Collected data entries:

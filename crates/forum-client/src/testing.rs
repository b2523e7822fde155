//! Scripted local forum for transport tests.
//!
//! Serves plain HTTP/1.1 on `127.0.0.1`, one request per connection, and
//! records every request it answers. Responses come from a routing closure
//! so a test can script per-endpoint behaviour, including sequences.

use crate::{ClientConfig, ForumClient};
use forum_config_and_utils::Credentials;
use std::sync::{Arc, Mutex};
use std::time::Duration;
use tokio::io::{AsyncReadExt, AsyncWriteExt};
use tokio::net::{TcpListener, TcpStream};
use tokio::task::JoinHandle;

#[derive(Debug, Clone)]
pub(crate) struct RecordedRequest {
    pub method: String,
    /// Path plus query string.
    pub target: String,
    pub headers: Vec<(String, String)>,
    pub body: String,
}

impl RecordedRequest {
    pub fn path(&self) -> &str {
        self.target.split('?').next().unwrap_or_default()
    }

    pub fn header(&self, name: &str) -> Option<&str> {
        self.headers
            .iter()
            .find(|(n, _)| n.eq_ignore_ascii_case(name))
            .map(|(_, v)| v.as_str())
    }

    pub fn is(&self, method: &str, path: &str) -> bool {
        self.method == method && self.path() == path
    }
}

#[derive(Debug, Clone)]
pub(crate) struct StubResponse {
    pub status: u16,
    pub body: String,
    pub set_cookies: Vec<String>,
}

impl StubResponse {
    pub fn json(status: u16, body: impl Into<String>) -> Self {
        Self {
            status,
            body: body.into(),
            set_cookies: Vec::new(),
        }
    }

    pub fn ok(body: impl Into<String>) -> Self {
        Self::json(200, body)
    }

    pub fn with_cookie(mut self, cookie: &str) -> Self {
        self.set_cookies.push(cookie.to_string());
        self
    }
}

type Router = dyn Fn(&RecordedRequest) -> StubResponse + Send + Sync;

pub(crate) struct StubForum {
    pub base_url: String,
    requests: Arc<Mutex<Vec<RecordedRequest>>>,
    handle: JoinHandle<()>,
}

impl StubForum {
    pub async fn start<F>(route: F) -> Self
    where
        F: Fn(&RecordedRequest) -> StubResponse + Send + Sync + 'static,
    {
        let listener = TcpListener::bind("127.0.0.1:0").await.unwrap();
        let base_url = format!("http://{}", listener.local_addr().unwrap());
        let requests = Arc::new(Mutex::new(Vec::new()));
        let route: Arc<Router> = Arc::new(route);

        let handle = tokio::spawn({
            let requests = Arc::clone(&requests);
            async move {
                while let Ok((socket, _)) = listener.accept().await {
                    let requests = Arc::clone(&requests);
                    let route = Arc::clone(&route);
                    tokio::spawn(serve_one(socket, route, requests));
                }
            }
        });

        Self {
            base_url,
            requests,
            handle,
        }
    }

    pub fn requests(&self) -> Vec<RecordedRequest> {
        self.requests.lock().unwrap().clone()
    }

    /// `METHOD /path` of every request, in arrival order.
    pub fn calls(&self) -> Vec<String> {
        self.requests()
            .iter()
            .map(|r| format!("{} {}", r.method, r.path()))
            .collect()
    }

    pub fn config(&self) -> ClientConfig {
        ClientConfig::new(&self.base_url)
            .without_system_proxy()
            .with_warmup_delay(Duration::ZERO)
            .with_timeout(Duration::from_secs(5))
    }
}

impl Drop for StubForum {
    fn drop(&mut self) {
        self.handle.abort();
    }
}

pub(crate) fn credentials() -> Credentials {
    Credentials::new("alice", "hunter2")
}

/// Routes for a healthy forum: token, login and an empty latest listing.
pub(crate) fn healthy_forum(request: &RecordedRequest) -> Option<StubResponse> {
    let response = if request.is("GET", "/") {
        StubResponse::json(200, "<html></html>").with_cookie("_forum_session=warm; Path=/")
    } else if request.is("GET", "/session/csrf") {
        StubResponse::ok(r#"{"csrf":"tok-1"}"#)
    } else if request.is("POST", "/session") {
        StubResponse::ok(r#"{"user":{"id":1,"username":"alice"}}"#)
            .with_cookie("_t=fresh; Path=/; HttpOnly")
    } else if request.is("GET", "/latest.json") {
        StubResponse::ok(r#"{"users":[],"topic_list":{"topics":[]}}"#)
    } else {
        return None;
    };
    Some(response)
}

pub(crate) fn not_found() -> StubResponse {
    StubResponse::json(404, r#"{"errors":["not found"]}"#)
}

/// Log in against `forum` with no session cache.
pub(crate) async fn connect(forum: &StubForum) -> ForumClient {
    ForumClient::connect(forum.config(), &credentials())
        .await
        .unwrap()
}

async fn serve_one(
    mut socket: TcpStream,
    route: Arc<Router>,
    requests: Arc<Mutex<Vec<RecordedRequest>>>,
) {
    let Ok(request) = read_request(&mut socket).await else {
        return;
    };
    let response = route(&request);
    requests.lock().unwrap().push(request);

    let mut head = format!(
        "HTTP/1.1 {} {}\r\nContent-Type: application/json\r\nContent-Length: {}\r\nConnection: close\r\n",
        response.status,
        wreq::StatusCode::from_u16(response.status)
            .ok()
            .and_then(|s| s.canonical_reason())
            .unwrap_or("Unknown"),
        response.body.len()
    );
    for cookie in &response.set_cookies {
        head.push_str("Set-Cookie: ");
        head.push_str(cookie);
        head.push_str("\r\n");
    }
    head.push_str("\r\n");

    if socket.write_all(head.as_bytes()).await.is_err() {
        return;
    }
    let _ = socket.write_all(response.body.as_bytes()).await;
    let _ = socket.shutdown().await;
}

async fn read_request(socket: &mut TcpStream) -> std::io::Result<RecordedRequest> {
    let mut raw = Vec::new();
    let mut buffer = [0_u8; 4096];

    let header_end = loop {
        let n = socket.read(&mut buffer).await?;
        if n == 0 {
            return Err(std::io::ErrorKind::UnexpectedEof.into());
        }
        raw.extend_from_slice(&buffer[..n]);
        if let Some(pos) = raw.windows(4).position(|w| w == b"\r\n\r\n") {
            break pos + 4;
        }
    };

    let head = String::from_utf8_lossy(&raw[..header_end]).to_string();
    let mut lines = head.split("\r\n");
    let mut start = lines.next().unwrap_or_default().split_whitespace();
    let method = start.next().unwrap_or_default().to_string();
    let target = start.next().unwrap_or_default().to_string();
    let headers: Vec<(String, String)> = lines
        .filter_map(|line| line.split_once(':'))
        .map(|(n, v)| (n.trim().to_string(), v.trim().to_string()))
        .collect();

    let content_length = headers
        .iter()
        .find(|(n, _)| n.eq_ignore_ascii_case("content-length"))
        .and_then(|(_, v)| v.parse::<usize>().ok())
        .unwrap_or(0);
    while raw.len() < header_end + content_length {
        let n = socket.read(&mut buffer).await?;
        if n == 0 {
            break;
        }
        raw.extend_from_slice(&buffer[..n]);
    }
    let body_end = raw.len().min(header_end + content_length);
    let body = String::from_utf8_lossy(&raw[header_end..body_end]).to_string();

    Ok(RecordedRequest {
        method,
        target,
        headers,
        body,
    })
}
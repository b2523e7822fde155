//! # lottery-agent
//!
//! Watches a forum for lottery topics and replies to each one exactly once,
//! with randomized text and human-like pacing.
//!
//! ## Architecture
//!
//! ```text
//!   interval (5 min)
//!         │
//!         ▼
//! ┌───────────────┐  try_enqueue   ┌──────────────┐  recv   ┌──────────────┐
//! │    Scanner    │ ─────────────► │  ReplyQueue  │ ──────► │ ReplyWorker  │
//! │ list → match  │  (drop if full)│  (cap 100)   │  FIFO   │ delay → post │
//! └───────┬───────┘                └──────────────┘         └──────┬───────┘
//!         │ server-confirmed reply                                 │ success
//!         ▼                                                        ▼
//! ┌──────────────────────────────────────────────────────────────────────┐
//! │                 StateStore (topic id → reply time)                   │
//! │              one lock, flushed to disk on every change               │
//! └──────────────────────────────────────────────────────────────────────┘
//! ```
//!
//! On startup the agent merges the server's reply history into the local
//! state and prunes records older than the retention window. A topic in
//! the state is never replied to again; a topic in the queue is never
//! queued twice.

mod agent;
mod config;
mod error;
mod matcher;
mod queue;
mod reply;
mod scanner;
mod state;
mod worker;

#[cfg(test)]
mod testing;

pub use agent::LotteryAgent;
pub use config::AgentConfig;
pub use error::{AgentError, AgentResult};
pub use matcher::{KeywordMatcher, MatchResult};
pub use queue::{EnqueueOutcome, ReplyQueue, ReplyTask};
pub use reply::{ComposedReply, ReplyComposer};
pub use scanner::{ScanReport, Scanner};
pub use state::{AgentState, StateStore};
pub use worker::{ReplyWorker, WorkerReport};
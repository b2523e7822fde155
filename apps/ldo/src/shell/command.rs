//! Shell command parsing.

/// Default number of topics `ls` shows.
pub const DEFAULT_LIST_LIMIT: usize = 20;

#[derive(Debug, Clone, PartialEq, Eq)]
pub enum BookmarkAction {
    List,
    Export(Option<String>),
    Clear,
}

/// One parsed shell line.
#[derive(Debug, Clone, PartialEq, Eq)]
pub enum ShellCommand {
    List(usize),
    Open(usize),
    Back,
    Pwd,
    View(Option<u32>),
    More,
    Jump(u32),
    Last,
    Reply,
    Like(u32),
    Browser,
    Filter(Option<String>),
    Refresh,
    Search(String),
    ClearScreen,
    Bookmarks(BookmarkAction),
    Help,
    Exit,
}

fn number<T: std::str::FromStr>(arg: Option<&&str>, usage: &str) -> Result<T, String> {
    let arg = arg.ok_or_else(|| format!("Usage: {}", usage))?;
    arg.parse()
        .map_err(|_| format!("Invalid number: {}", arg))
}

impl ShellCommand {
    /// Parse a line. Blank lines yield `Ok(None)`.
    pub fn parse(line: &str) -> Result<Option<Self>, String> {
        let parts: Vec<&str> = line.split_whitespace().collect();
        let Some((cmd, args)) = parts.split_first() else {
            return Ok(None);
        };

        let command = match *cmd {
            "ls" | "list" => ShellCommand::List(match args.first() {
                Some(arg) => match arg.parse::<usize>() {
                    Ok(n) if n > 0 => n,
                    _ => return Err(format!("Invalid number: {}", arg)),
                },
                None => DEFAULT_LIST_LIMIT,
            }),
            "open" => ShellCommand::Open(number(args.first(), "open <number>")?),
            "cd" => match args.first() {
                None | Some(&"..") => ShellCommand::Back,
                Some(_) => ShellCommand::Open(number(args.first(), "cd <number>|..")?),
            },
            "pwd" => ShellCommand::Pwd,
            "cat" | "view" => ShellCommand::View(match args.first() {
                Some(_) => Some(number(args.first(), "view [floor]")?),
                None => None,
            }),
            "more" => ShellCommand::More,
            "jump" => ShellCommand::Jump(number(args.first(), "jump <floor>")?),
            "last" => ShellCommand::Last,
            "reply" => ShellCommand::Reply,
            "like" => ShellCommand::Like(number(args.first(), "like <floor>")?),
            "browser" => ShellCommand::Browser,
            "filter" => ShellCommand::Filter(args.first().map(|s| s.to_string())),
            "refresh" => ShellCommand::Refresh,
            "search" | "find" => {
                if args.is_empty() {
                    return Err("Usage: search <query>".to_string());
                }
                ShellCommand::Search(args.join(" "))
            }
            "clear" => ShellCommand::ClearScreen,
            "bookmarks" | "bm" => ShellCommand::Bookmarks(match args.first() {
                None => BookmarkAction::List,
                Some(&"export") => BookmarkAction::Export(args.get(1).map(|s| s.to_string())),
                Some(&"clear") => BookmarkAction::Clear,
                Some(other) => {
                    return Err(format!(
                        "Unknown bookmarks subcommand: {} (use: bm [export <txt|html|md> | clear])",
                        other
                    ))
                }
            }),
            "help" | "?" => ShellCommand::Help,
            "exit" | "quit" | "q" => ShellCommand::Exit,
            other => {
                return Err(format!(
                    "Unknown command: {}\nType 'help' for available commands",
                    other
                ))
            }
        };
        Ok(Some(command))
    }
}

pub const HELP: &str = "
Available Commands:

Navigation:
  ls [n]          - List topics or search results (first n, default 20)
  open <n>        - Open topic by number
  cd <n>          - Same as open
  cd .. / cd      - Back to the topic list
  pwd             - Show current location

Search:
  search <query>  - Search posts (alias: find)
  more            - Next page of results while searching

Reading:
  cat [floor]     - View a post (alias: view; default: first post)
  more            - Load more topics or posts
  jump <floor>    - Jump to a floor with surrounding context
  last            - Jump to the last post

Interaction:
  reply           - Reply to the open topic
  like <floor>    - Like or unlike a post
  browser         - Open the current topic in a browser

Management:
  filter [name]   - Show or change the filter (latest, hot, new, top, unread)
  refresh         - Reload the current view
  clear           - Clear the screen

Bookmarks:
  bm              - List bookmarks
  bm export [fmt] - Export bookmarks (txt, html, md)
  bm clear        - Delete all bookmarks (asks first)

  help / ?        - Show this help
  exit / quit / q - Exit
";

▶ _WORK TO COMPLETE_
Match on "socket" and report each line of the data above that has it.

▶ _RESPONSE TO THE EXERCISE_
                while let Ok((socket, _)) = listener.accept().await {
                    tokio::spawn(serve_one(socket, route, requests));
    mut socket: TcpStream,
    let Ok(request) = read_request(&mut socket).await else {
    if socket.write_all(head.as_bytes()).await.is_err() {
    let _ = socket.write_all(response.body.as_bytes()).await;
    let _ = socket.shutdown().await;
async fn read_request(socket: &mut TcpStream) -> std::io::Result<RecordedRequest> {
        let n = socket.read(&mut buffer).await?;
        let n = socket.read(&mut buffer).await?;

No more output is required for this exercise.